* WHAT THE EXERCISE ASKS *
The job is to find each line of the records below that includes the word "float" and copy it.

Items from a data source
_ _ _ _

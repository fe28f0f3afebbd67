mod aggregator;
mod count;
mod errors;
mod min_max;
mod selector;
mod sum;
mod value;

pub use crate::aggregator::{Aggregator, AggregatorKind, BoxedAggregator};
pub use crate::count::Count;
pub use crate::errors::{AggError, AggResult};
pub use crate::min_max::{MaxI32, MinI32};
pub use crate::selector::{ColumnSelector, SliceSelector};
pub use crate::sum::{SumF64, SumI32, SumI64};
pub use crate::value::{cmp_f64, cmp_i32, cmp_i64, AggVal};
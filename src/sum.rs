use std::cmp::Ordering;

use crate::aggregator::{Aggregator, BoxedAggregator};
use crate::selector::ColumnSelector;
use crate::value::{self, AggVal};

/// Accumulates the wraparound sum of a 32-bit integer column.
///
/// This is the reference implementation of the [`Aggregator`] contract.
/// Addition is fixed-width: a sum that exceeds `i32` range wraps silently
/// (two's complement) instead of saturating or erroring. Merge logic relies
/// on exactly that behavior, since wraparound addition stays associative and
/// commutative across partitions.
pub struct SumI32<'a> {
    name: String,
    // Borrowed, never owned, and possibly shared with siblings produced by
    // `spawn`. The selector's cursor lives behind interior mutability, so a
    // shared selector must not be read from two threads.
    selector: &'a dyn ColumnSelector<i32>,
    sum: i32,
}

impl<'a> SumI32<'a> {
    /// The identity element: the state of a sum that has seen no rows.
    pub const UNIT: i32 = 0;

    pub fn new(name: &str, selector: &'a dyn ColumnSelector<i32>) -> SumI32<'a> {
        SumI32 {
            name: name.to_string(),
            selector,
            sum: Self::UNIT,
        }
    }

    /// Folds two partial sums into one. Pure and instance-free so merge
    /// coordinators can roll up partitions without an accumulator.
    pub fn combine(lhs: i32, rhs: i32) -> i32 {
        lhs.wrapping_add(rhs)
    }

    /// Like [`SumI32::combine`], but also reports whether the addition
    /// wrapped.
    pub fn combine_checked(lhs: i32, rhs: i32) -> (i32, bool) {
        lhs.overflowing_add(rhs)
    }

    /// Nulls-first ordering of partial sums at `i32` width.
    pub fn compare(lhs: AggVal, rhs: AggVal) -> Ordering {
        value::cmp_i32(lhs, rhs)
    }
}

impl<'a> Aggregator<'a> for SumI32<'a> {
    fn aggregate(&mut self) {
        self.sum = self.sum.wrapping_add(self.selector.get());
    }

    fn get(&self) -> AggVal {
        AggVal::I32(self.sum)
    }

    fn get_i32(&self) -> i32 {
        self.sum
    }

    fn get_i64(&self) -> i64 {
        i64::from(self.sum)
    }

    fn get_f32(&self) -> f32 {
        self.sum as f32
    }

    fn get_f64(&self) -> f64 {
        f64::from(self.sum)
    }

    fn name(&self) -> &str {
        &self.name
    }

    fn reset(&mut self) {
        self.sum = Self::UNIT;
    }

    fn spawn(&self) -> BoxedAggregator<'a> {
        Box::new(SumI32::new(&self.name, self.selector))
    }

    fn close(&mut self) {
        log::trace!("closed aggregator {}", self.name);
    }
}

/// Accumulates the wraparound sum of a 64-bit integer column.
pub struct SumI64<'a> {
    name: String,
    selector: &'a dyn ColumnSelector<i64>,
    sum: i64,
}

impl<'a> SumI64<'a> {
    pub const UNIT: i64 = 0;

    pub fn new(name: &str, selector: &'a dyn ColumnSelector<i64>) -> SumI64<'a> {
        SumI64 {
            name: name.to_string(),
            selector,
            sum: Self::UNIT,
        }
    }

    pub fn combine(lhs: i64, rhs: i64) -> i64 {
        lhs.wrapping_add(rhs)
    }

    pub fn combine_checked(lhs: i64, rhs: i64) -> (i64, bool) {
        lhs.overflowing_add(rhs)
    }

    pub fn compare(lhs: AggVal, rhs: AggVal) -> Ordering {
        value::cmp_i64(lhs, rhs)
    }
}

impl<'a> Aggregator<'a> for SumI64<'a> {
    fn aggregate(&mut self) {
        self.sum = self.sum.wrapping_add(self.selector.get());
    }

    fn get(&self) -> AggVal {
        AggVal::I64(self.sum)
    }

    fn get_i32(&self) -> i32 {
        self.sum as i32
    }

    fn get_i64(&self) -> i64 {
        self.sum
    }

    fn get_f32(&self) -> f32 {
        self.sum as f32
    }

    fn get_f64(&self) -> f64 {
        self.sum as f64
    }

    fn name(&self) -> &str {
        &self.name
    }

    fn reset(&mut self) {
        self.sum = Self::UNIT;
    }

    fn spawn(&self) -> BoxedAggregator<'a> {
        Box::new(SumI64::new(&self.name, self.selector))
    }

    fn close(&mut self) {
        log::trace!("closed aggregator {}", self.name);
    }
}

/// Accumulates the sum of a 64-bit float column. Floats have no wraparound;
/// the merge stays commutative but, as with any float fold, not bit-exactly
/// associative.
pub struct SumF64<'a> {
    name: String,
    selector: &'a dyn ColumnSelector<f64>,
    sum: f64,
}

impl<'a> SumF64<'a> {
    pub const UNIT: f64 = 0.0;

    pub fn new(name: &str, selector: &'a dyn ColumnSelector<f64>) -> SumF64<'a> {
        SumF64 {
            name: name.to_string(),
            selector,
            sum: Self::UNIT,
        }
    }

    pub fn combine(lhs: f64, rhs: f64) -> f64 {
        lhs + rhs
    }

    pub fn compare(lhs: AggVal, rhs: AggVal) -> Ordering {
        value::cmp_f64(lhs, rhs)
    }
}

impl<'a> Aggregator<'a> for SumF64<'a> {
    fn aggregate(&mut self) {
        self.sum += self.selector.get();
    }

    fn get(&self) -> AggVal {
        self.sum.into()
    }

    fn get_i32(&self) -> i32 {
        self.sum as i32
    }

    fn get_i64(&self) -> i64 {
        self.sum as i64
    }

    fn get_f32(&self) -> f32 {
        self.sum as f32
    }

    fn get_f64(&self) -> f64 {
        self.sum
    }

    fn name(&self) -> &str {
        &self.name
    }

    fn reset(&mut self) {
        self.sum = Self::UNIT;
    }

    fn spawn(&self) -> BoxedAggregator<'a> {
        Box::new(SumF64::new(&self.name, self.selector))
    }

    fn close(&mut self) {
        log::trace!("closed aggregator {}", self.name);
    }
}

#[cfg(test)]
mod tests {
    use rand::{Rng, SeedableRng};
    use rand_xorshift::XorShiftRng;

    use super::*;
    use crate::selector::SliceSelector;

    fn scan<'a>(col: &SliceSelector<'a, i32>, agg: &mut SumI32<'a>) {
        for _ in 0..col.len() {
            agg.aggregate();
            col.advance();
        }
    }

    #[test]
    fn sums_a_scan() {
        let col = SliceSelector::new(&[2, 3, 5]);
        let mut agg = SumI32::new("total", &col);
        scan(&col, &mut agg);
        assert_eq!(agg.get(), AggVal::I32(10));
        assert_eq!(agg.get_i32(), 10);
        assert_eq!(agg.get_i64(), 10);
        assert_eq!(agg.get_f32(), 10.0);
        assert_eq!(agg.get_f64(), 10.0);
        assert_eq!(agg.name(), "total");
    }

    #[test]
    fn wraps_on_overflow() {
        let col = SliceSelector::new(&[i32::MAX, 1]);
        let mut agg = SumI32::new("total", &col);
        agg.aggregate();
        col.advance();
        assert_eq!(agg.get_i32(), i32::MAX);
        agg.aggregate();
        assert_eq!(agg.get(), AggVal::I32(i32::MIN));
    }

    #[test]
    fn reset_restores_unit_in_every_width() {
        let col = SliceSelector::new(&[41]);
        let mut agg = SumI32::new("total", &col);
        agg.aggregate();
        agg.reset();
        assert_eq!(agg.get(), AggVal::I32(0));
        assert_eq!(agg.get_i32(), 0);
        assert_eq!(agg.get_i64(), 0);
        assert_eq!(agg.get_f32(), 0.0);
        assert_eq!(agg.get_f64(), 0.0);
        assert_eq!(agg.name(), "total");
    }

    #[test]
    fn spawn_starts_at_unit_and_evolves_independently() {
        let col = SliceSelector::new(&[7, 7]);
        let mut agg = SumI32::new("total", &col);
        agg.aggregate();
        let mut sibling = agg.spawn();
        assert_eq!(sibling.name(), "total");
        assert_eq!(sibling.get(), AggVal::I32(0));
        // Both read the shared cursor; neither disturbs the other's state.
        col.advance();
        sibling.aggregate();
        assert_eq!(agg.get(), AggVal::I32(7));
        assert_eq!(sibling.get(), AggVal::I32(7));
        agg.aggregate();
        assert_eq!(agg.get(), AggVal::I32(14));
        assert_eq!(sibling.get(), AggVal::I32(7));
    }

    #[test]
    fn combine_folds_partial_sums() {
        assert_eq!(SumI32::combine(7, -2), 5);
        assert_eq!(SumI32::combine(SumI32::UNIT, 9), 9);
        assert_eq!(SumI32::combine(i32::MAX, 1), i32::MIN);
    }

    #[test]
    fn combine_is_commutative_and_associative() {
        let mut rng = XorShiftRng::seed_from_u64(0);
        for _ in 0..1000 {
            let (a, b, c): (i32, i32, i32) = (rng.random(), rng.random(), rng.random());
            assert_eq!(SumI32::combine(a, b), SumI32::combine(b, a));
            assert_eq!(
                SumI32::combine(SumI32::combine(a, b), c),
                SumI32::combine(a, SumI32::combine(b, c))
            );
        }
    }

    #[test]
    fn combine_checked_flags_wraparound() {
        assert_eq!(SumI32::combine_checked(7, -2), (5, false));
        assert_eq!(SumI32::combine_checked(i32::MAX, 1), (i32::MIN, true));
        assert_eq!(SumI64::combine_checked(i64::MAX, 1), (i64::MIN, true));
    }

    #[test]
    fn close_releases_nothing_and_may_repeat() {
        let col = SliceSelector::new(&[1]);
        let mut agg = SumI32::new("total", &col);
        agg.aggregate();
        agg.close();
        agg.close();
        assert_eq!(agg.get(), AggVal::I32(1));
    }

    #[test]
    fn i64_sum_narrows_by_truncation() {
        let rows = [1i64 << 32, 5];
        let col = SliceSelector::new(&rows);
        let mut agg = SumI64::new("total", &col);
        agg.aggregate();
        col.advance();
        agg.aggregate();
        assert_eq!(agg.get(), AggVal::I64((1 << 32) + 5));
        assert_eq!(agg.get_i32(), 5);
    }

    #[test]
    fn f64_sum_coerces_to_every_width() {
        let rows = [1.25f64, 2.5];
        let col = SliceSelector::new(&rows);
        let mut agg = SumF64::new("total", &col);
        agg.aggregate();
        col.advance();
        agg.aggregate();
        assert_eq!(agg.get(), AggVal::from(3.75));
        assert_eq!(agg.get_i32(), 3);
        assert_eq!(agg.get_i64(), 3);
        assert_eq!(agg.get_f32(), 3.75);
        assert_eq!(agg.get_f64(), 3.75);
    }

    #[test]
    fn compare_orders_partials_nulls_first() {
        assert_eq!(SumI32::compare(AggVal::Null, AggVal::I32(5)), Ordering::Less);
        assert_eq!(SumI32::compare(AggVal::I32(5), AggVal::Null), Ordering::Greater);
        assert_eq!(SumI32::compare(AggVal::I32(3), AggVal::I32(5)), Ordering::Less);
        assert_eq!(SumI32::compare(AggVal::I32(5), AggVal::I32(5)), Ordering::Equal);
    }
}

_ _ _ _

* RESULT OF THIS EXERCISE *
/// Accumulates the sum of a 64-bit float column. Floats have no wraparound;
/// the merge stays commutative but, as with any float fold, not bit-exactly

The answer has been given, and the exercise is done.